Na liminar deferida no último dia 4 (quarta-feira), o juiz Walmir Idalencio dos Santos Cruz (Vara da Fazenda Pública) determinou o afastamento de dez profissionais em cargos comissionados.  

 

Por responsabilidade fiscal, a demissão se refere aos cargos de assistentes técnicos nível 1 e 2; coordenador de Engenharia Clínica, diretores de Divisão Administrativa e diretor técnico.


A liminar também determinou a suspensão da portaria nº 03/2011 da Fumes.

 

Essa portaria é justamente sobre a criação de cargo em comissão, sem prévia lei que os defina, o que a Justiça afirmou ser “uma afronta à norma constitucional”.


E o juiz determinou ainda que a Fumes cumpra o disposto no artigo 37, caput, incisos I, II e V, da CF/88, para o acesso ao cargo, emprego ou função pública, somente mediante aprovação prévia de lei que os criem.


Isauro Pigozzi reiterou que não pode haver comissionados sem lei que os regulamente.

 

Antes da ação do MP, um inquérito civil já havia sido instaurado por representação da Matra (ONG Marília Transparente).

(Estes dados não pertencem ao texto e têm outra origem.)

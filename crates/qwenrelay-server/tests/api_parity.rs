//! API parity tests — validates that response shapes match what the
//! original HTTP surface served to its clients.

/// `GET /status` returns `{ authenticated, message }`.
#[test]
fn test_status_response_shape() {
    let status = serde_json::json!({
        "authenticated": false,
        "message": "Browser not initialized",
    });

    assert!(status["authenticated"].is_boolean());
    assert!(status["message"].is_string());
}

/// `GET /models` returns `{ models: [{ id, name, description }] }`.
#[test]
fn test_models_response_shape() {
    let models = serde_json::json!({
        "models": [
            { "id": "qwen-max-latest", "name": "qwen-max-latest", "description": "Model qwen-max-latest" }
        ]
    });

    assert!(models["models"].is_array());
    let entry = &models["models"][0];
    assert!(entry["id"].is_string());
    assert!(entry["name"].is_string());
    assert!(entry["description"].is_string());
}

/// `POST /chat` failure payloads carry `{ error, chatId }` with an optional
/// `details` and, for session poisoning only, `verification: true`.
#[test]
fn test_chat_failure_shape() {
    let failure = serde_json::json!({
        "error": "Browser not initialized",
        "chatId": "b7e4c9d2",
    });
    assert!(failure["error"].is_string());
    assert!(failure["chatId"].is_string());
    assert!(failure.get("verification").is_none());

    let poisoned = serde_json::json!({
        "error": "Verification required. The browser was relaunched in visible mode.",
        "verification": true,
        "chatId": "b7e4c9d2",
    });
    assert_eq!(poisoned["verification"], true);
}

/// `POST /chat` success payloads carry `{ content, usage, chatId }`.
#[test]
fn test_chat_completion_shape() {
    let completion = serde_json::json!({
        "content": "Hello there",
        "usage": { "total_tokens": 12 },
        "chatId": "b7e4c9d2",
    });

    assert!(completion["content"].is_string());
    assert!(completion["usage"].is_object());
    assert!(completion["chatId"].is_string());
}

/// `GET /chats` entries use camelCase count fields.
#[test]
fn test_chat_list_shape() {
    let listing = serde_json::json!({
        "chats": [
            {
                "id": "b7e4c9d2",
                "name": "New chat 2026-08-30 12:00:00",
                "created": 1756560000000i64,
                "messageCount": 4,
                "userMessageCount": 2,
            }
        ]
    });

    assert!(listing["chats"].is_array());
    let chat = &listing["chats"][0];
    assert!(chat["id"].is_string());
    assert!(chat["name"].is_string());
    assert!(chat["created"].is_number());
    assert!(chat["messageCount"].is_number());
    assert!(chat["userMessageCount"].is_number());
}

/// `GET /chats/:chatId` wraps the full record under `history`.
#[test]
fn test_chat_history_shape() {
    let response = serde_json::json!({
        "chatId": "b7e4c9d2",
        "history": {
            "id": "b7e4c9d2",
            "name": "New chat 2026-08-30 12:00:00",
            "created": 1756560000000i64,
            "messages": [
                { "id": "m1", "role": "user", "content": "hi", "timestamp": 1756560000i64, "chat_type": "t2t" }
            ],
        },
    });

    assert!(response["history"]["messages"].is_array());
    let message = &response["history"]["messages"][0];
    assert!(message["role"].is_string());
    assert!(message["content"].is_string());
    assert!(message["timestamp"].is_number());
}

/// `POST /chats/cleanup` returns `{ success, deletedCount, deletedChats }`.
#[test]
fn test_cleanup_response_shape() {
    let result = serde_json::json!({
        "success": true,
        "deletedCount": 2,
        "deletedChats": ["a1", "b2"],
    });

    assert!(result["success"].is_boolean());
    assert!(result["deletedCount"].is_number());
    assert!(result["deletedChats"].is_array());
}

/// `PUT /chats/:chatId/rename` echoes the trimmed name back.
#[test]
fn test_rename_response_shape() {
    let response = serde_json::json!({
        "success": true,
        "chatId": "b7e4c9d2",
        "name": "Renamed chat",
    });

    assert!(response["success"].is_boolean());
    assert!(response["chatId"].is_string());
    assert!(response["name"].is_string());
}
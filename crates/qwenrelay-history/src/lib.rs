//! Chat history — one JSON record per chat, bounded length, legacy migration.

pub mod store;
pub mod types;

pub use store::HistoryStore;
pub use types::*;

A Fumes (Fundação Municipal de Ensino Superior de Marília) existe como suporte ao trabalho do Complexo Assistencial Famema, com a maior parte de seu quadro de funcionários atuando na autarquia HC/Famema (serviços de Saúde da instituição).


A Assessoria Jurídica do Complexo Famema se reuniu ontem e informou que está analisando a liminar e pode recorrer da decisão judicial.

 

Ainda nesta quinta-feira(5) os profissionais continuavam desempenhando suas funções em seus cargos, conforme informado ao JM.